And, regarding bleach, my research disclosed that bleach is the strongest disinfectant. But the reason it is not used institutionally is because it has NO residual effect. As far as I'm concerned, if you rinse anything well, you're getting rid of the residual effect anyway. So, I always turn to bleach to disinfect. If you are worried about how thoroughly you rinsed something washed in bleach, simply let it dry. The bleach will be gone.


----------



## Spikers (Oct 13, 2011)

But I thought even the SMELL of bleach can cause death to a bird...


----------



## MeanneyFids (Aug 24, 2010)

diluted bleach is a good disinfectant, but it should not be used with the birds right there sort of thing. the smell can pose problems for birds if not diluted and if it is used close to birds


----------



## Spikers (Oct 13, 2011)

Oh ok. I had used bleach to mop my floors but he was outside it the house aired out some before I let him back in.


----------



## srtiels (May 1, 2009)

Strong bleach odors can be an irritant to the birds lungs.....so it is best to remove them from the source of the smell. If anything is washed with bleach the easiest way to dissipate the bleach residue is to either allow the items to be dried out in the sunlight....or indoors use a full spectrum or sunlight or plant grow light for 1/2 hour.

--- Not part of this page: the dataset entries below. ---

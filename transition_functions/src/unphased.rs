//! Validation of operations whose containers have kept their phase 0 shape.
//!
//! These functions are stateless with respect to the pool: they take a head-state
//! snapshot already advanced to the relevant slot and report why an operation can
//! never be included rather than mutating anything.

use std::collections::HashSet;

use anyhow::{ensure, Result};
use bls::AggregateSignatureBytes;
use helper_functions::{accessors, predicates, verifier::Verifier};
use itertools::Itertools as _;
use types::{
    combined::AttesterSlashing,
    config::Config,
    phase0::{
        containers::{AttestationData, ProposerSlashing, SignedVoluntaryExit, Validator},
        primitives::ValidatorIndex,
    },
    preset::Preset,
    state::BeaconState,
};

use crate::error::Error;

/// [`process_voluntary_exit`](https://github.com/ethereum/consensus-specs/blob/v1.3.0/specs/phase0/beacon-chain.md#voluntary-exits)
/// without the exit initiation. The validator is resolved by the caller so that an
/// out-of-bounds index can be reported differently from a failed precondition.
pub fn validate_voluntary_exit<P: Preset>(
    config: &Config,
    state: &BeaconState,
    validator: &Validator,
    signed_voluntary_exit: &SignedVoluntaryExit,
    verifier: &dyn Verifier,
) -> Result<()> {
    let voluntary_exit = signed_voluntary_exit.message;
    let index = voluntary_exit.validator_index;
    let current_epoch = accessors::get_current_epoch::<P>(state);

    // > Verify the validator is active
    ensure!(
        predicates::is_active_validator(validator, current_epoch),
        Error::ValidatorNotActive {
            index,
            current_epoch,
        },
    );

    // > Verify exit has not been initiated
    ensure!(
        !predicates::has_initiated_exit(validator),
        Error::ValidatorAlreadyExited {
            index,
            exit_epoch: validator.exit_epoch,
        },
    );

    // > Exits must specify an epoch when they become valid; they are not valid before then
    ensure!(
        current_epoch >= voluntary_exit.epoch,
        Error::VoluntaryExitNotYetValid {
            epoch: voluntary_exit.epoch,
            current_epoch,
        },
    );

    // > Verify the validator has been active long enough
    ensure!(
        current_epoch >= validator.activation_epoch + config.shard_committee_period,
        Error::ValidatorHasNotBeenActiveLongEnough {
            index,
            activation_epoch: validator.activation_epoch,
            current_epoch,
        },
    );

    // > Verify signature
    verifier.verify_voluntary_exit(config, state, signed_voluntary_exit, validator.pubkey)
}

/// [`process_proposer_slashing`](https://github.com/ethereum/consensus-specs/blob/v1.3.0/specs/phase0/beacon-chain.md#proposer-slashings)
/// without the slashing itself.
pub fn validate_proposer_slashing<P: Preset>(
    config: &Config,
    state: &BeaconState,
    proposer_slashing: &ProposerSlashing,
    verifier: &dyn Verifier,
) -> Result<()> {
    let header_1 = proposer_slashing.signed_header_1.message;
    let header_2 = proposer_slashing.signed_header_2.message;

    // > Verify header slots match
    ensure!(
        header_1.slot == header_2.slot,
        Error::ProposerSlashingSlotMismatch {
            slot_1: header_1.slot,
            slot_2: header_2.slot,
        },
    );

    // > Verify header proposer indices match
    ensure!(
        header_1.proposer_index == header_2.proposer_index,
        Error::ProposerSlashingProposerMismatch {
            proposer_index_1: header_1.proposer_index,
            proposer_index_2: header_2.proposer_index,
        },
    );

    // > Verify the headers are different
    ensure!(
        header_1 != header_2,
        Error::ProposerSlashingHeadersIdentical { header: header_1 },
    );

    // > Verify the proposer is slashable
    let index = header_1.proposer_index;
    let proposer = accessors::validator_at(state, index)?;

    ensure!(
        predicates::is_slashable_validator(proposer, accessors::get_current_epoch::<P>(state)),
        Error::ProposerNotSlashable { index },
    );

    // > Verify signatures
    for signed_header in [
        proposer_slashing.signed_header_1,
        proposer_slashing.signed_header_2,
    ] {
        verifier.verify_block_header(config, state, &signed_header, proposer.pubkey)?;
    }

    Ok(())
}

/// [`process_attester_slashing`](https://github.com/ethereum/consensus-specs/blob/v1.3.0/specs/phase0/beacon-chain.md#attester-slashings)
/// without the slashing itself. Returns the indices that are still slashable.
pub fn validate_attester_slashing<P: Preset>(
    config: &Config,
    state: &BeaconState,
    attester_slashing: &AttesterSlashing,
    verifier: &dyn Verifier,
) -> Result<Vec<ValidatorIndex>> {
    let (data_1, indices_1, signature_1) = attester_slashing.attestation_1();
    let (data_2, indices_2, signature_2) = attester_slashing.attestation_2();

    ensure!(
        predicates::is_slashable_attestation_data(data_1, data_2),
        Error::AttestationDataNotSlashable { data_1, data_2 },
    );

    validate_received_indexed_attestation(config, state, data_1, indices_1, signature_1, verifier)?;
    validate_received_indexed_attestation(config, state, data_2, indices_2, signature_2, verifier)?;

    let current_epoch = accessors::get_current_epoch::<P>(state);

    let slashable_indices = intersection(indices_1, indices_2)
        .filter(|attester_index| {
            let attester = accessors::validator_at(state, *attester_index)
                .expect("attester indices are validated in validate_received_indexed_attestation");

            predicates::is_slashable_validator(attester, current_epoch)
        })
        .collect_vec();

    ensure!(!slashable_indices.is_empty(), Error::NoAttestersSlashed);

    Ok(slashable_indices)
}

/// [`is_valid_indexed_attestation`](https://github.com/ethereum/consensus-specs/blob/v1.3.0/specs/phase0/beacon-chain.md#is_valid_indexed_attestation)
fn validate_received_indexed_attestation(
    config: &Config,
    state: &BeaconState,
    data: AttestationData,
    attesting_indices: &[ValidatorIndex],
    signature: AggregateSignatureBytes,
    verifier: &dyn Verifier,
) -> Result<()> {
    // > Verify indices are sorted and unique
    ensure!(!attesting_indices.is_empty(), Error::AttestingIndicesEmpty);

    ensure!(
        attesting_indices
            .iter()
            .tuple_windows()
            .all(|(first, second)| first < second),
        Error::AttestingIndicesNotSortedAndUnique,
    );

    // > Verify aggregate signature
    let public_keys = attesting_indices
        .iter()
        .map(|index| accessors::validator_at(state, *index).map(|validator| validator.pubkey))
        .collect::<Result<Vec<_>, _>>()?;

    verifier.verify_indexed_attestation(config, state, data, signature, &public_keys)
}

fn intersection<'indices>(
    indices_1: &'indices [ValidatorIndex],
    indices_2: &[ValidatorIndex],
) -> impl Iterator<Item = ValidatorIndex> + 'indices {
    let second = indices_2.iter().copied().collect::<HashSet<_>>();

    indices_1
        .iter()
        .copied()
        .filter(move |index| second.contains(index))
}
//! Product Price Predictor Library
//!
//! Predicts a product's price from a photo and a short description:
//! ResNet50 image features and TF-IDF text features feed a regression
//! model trained on `log(1 + price)`, served over a small HTML front end.

pub mod config;
pub mod error;
pub mod features;
pub mod metrics;
pub mod models;
pub mod pipeline;
pub mod render;
pub mod server;
pub mod text;
pub mod types;
pub mod vision;

pub use config::AppConfig;
pub use error::{PredictError, PredictResult};
pub use models::ModelArtifacts;
pub use pipeline::{Prediction, PricePredictor};
pub use types::{PredictionRequest, PriceQuote, Quantity};
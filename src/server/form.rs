//! Multipart form decoding for `/predict`

use crate::error::{PredictError, PredictResult};
use crate::types::{PredictionRequest, Quantity};
use axum::extract::multipart::{Multipart, MultipartError};
use axum::http::StatusCode;
use tracing::debug;

/// Read the `image`, `quantity` and `description` fields.
///
/// Unknown fields are skipped. A repeated field keeps its last value. An
/// empty file part counts as no image, which is what browsers send when the
/// file input is left blank.
pub async fn read_prediction_form(
    mut multipart: Multipart,
    upload_limit: usize,
) -> PredictResult<PredictionRequest> {
    let mut image: Option<Vec<u8>> = None;
    let mut quantity: Option<String> = None;
    let mut description = String::new();

    while let Some(field) = multipart
        .next_field()
        .await
        .map_err(|e| form_error(e, upload_limit))?
    {
        let name = field.name().unwrap_or_default().to_string();
        match name.as_str() {
            "image" => {
                let bytes = field.bytes().await.map_err(|e| form_error(e, upload_limit))?;
                image = (!bytes.is_empty()).then(|| bytes.to_vec());
            }
            "quantity" => {
                let bytes = field.bytes().await.map_err(|e| form_error(e, upload_limit))?;
                quantity = Some(String::from_utf8_lossy(&bytes).into_owned());
            }
            "description" => {
                let bytes = field.bytes().await.map_err(|e| form_error(e, upload_limit))?;
                description = String::from_utf8_lossy(&bytes).into_owned();
            }
            other => {
                debug!(field = other, "Ignoring unknown form field");
            }
        }
    }

    let image = image.ok_or(PredictError::MissingImage)?;
    let quantity = match quantity {
        Some(raw) => Quantity::parse(&raw)?,
        None => return Err(PredictError::InvalidQuantity(String::new())),
    };

    Ok(PredictionRequest::new(image, description, quantity))
}

fn form_error(err: MultipartError, upload_limit: usize) -> PredictError {
    if err.status() == StatusCode::PAYLOAD_TOO_LARGE {
        PredictError::PayloadTooLarge(upload_limit)
    } else {
        PredictError::MalformedForm(err.body_text())
    }
}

As to Kale it is not harmful to birds. It sounds like the breeder is just making excuses....which is a shame because their indifference puts not only your bird at risk, but their own birds if they have an existing problem.


----------



## amy86 (Oct 6, 2011)

thanks again, so much, for all the input/advice you guys!! I got Woody back today, he seems much better! He's chirping A LOT more and isn't sleeping constantly... he even nibbled on his food a little bit already!! 
Things are looking good!  As for the breeder... well I haven't emailed him back yet in response to him blaming me for Woods sickness because I fed him a TINY amount of kale, along with some apple too. I feed a variety of greens to my keets along with apple and shredded carrot (all 'organic' stuff)... that's what Woody will getting too, now that he's actually eating again!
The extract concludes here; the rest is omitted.